Patricia Franklin is Director of Clinical and Outcomes Research and a member of the core faculty of the PhD in Clinical and Population Health Research. She has extensive experience in the analysis and interpretation of clinical and outcome data and is particularly interested in post-total joint replacement functional gains. With her colleagues, she has conducted a series of funded studies to evaluate the contribution of the patient’s physical and emotional health and daily activity to long-term function after total knee replacement (TKR), Medicare’s highest volume procedure. Dr. Franklin currently serves as Principal Investigator on the AHRQ-funded program project grant: Improving orthopedic outcomes through a national TJR registry ( UMMS leads this national research effort to define patient-centric outcomes after TJR to better understand predictors of pain relief, gains in physical function, work productivity, and to identify reasons for disparity in TJR use. Dr. Franklin and colleagues are also conducting an NIH trial to evaluate a program to enhance patient adherence to optimal levels of home exercise and physical activity in the TKR rehabilitation period. Dr. Franklin’s eHealth research includes a multi-site RCT testing the efficacy of brief emails to facilitate diet and physical activity change (funded by the Robert Wood Johnson Foundation Health e-Technologies Initiative).
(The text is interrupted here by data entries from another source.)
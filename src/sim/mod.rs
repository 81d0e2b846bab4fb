pub mod event;
pub mod integrator;
pub mod runner;

pub use event::EventKind;
pub use integrator::euler_step;
pub use runner::{simulate, try_simulate, SimOutcome};
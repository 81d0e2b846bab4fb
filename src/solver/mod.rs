pub mod control;
pub mod search;

pub use control::{CandidateBudget, Exhaustive, SearchControl};
pub use search::{launch_velocity, solve, solve_with, LaunchSolution};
Recently the RWJF funded her team to transform population data into web-based outcome prediction tools that will allow patients and physicians to anticipate individualized functional gains after TKR. She is also collaborating in the development of technology for patients to monitor and trend pain and function in personal and electronic health records. While her research focuses on patients with advanced knee arthritis and TKR, each of these eHealth interventions can be extrapolated to self-care in the aging adult.

Jie Song2Jie Song, PhD (Basic/Translational)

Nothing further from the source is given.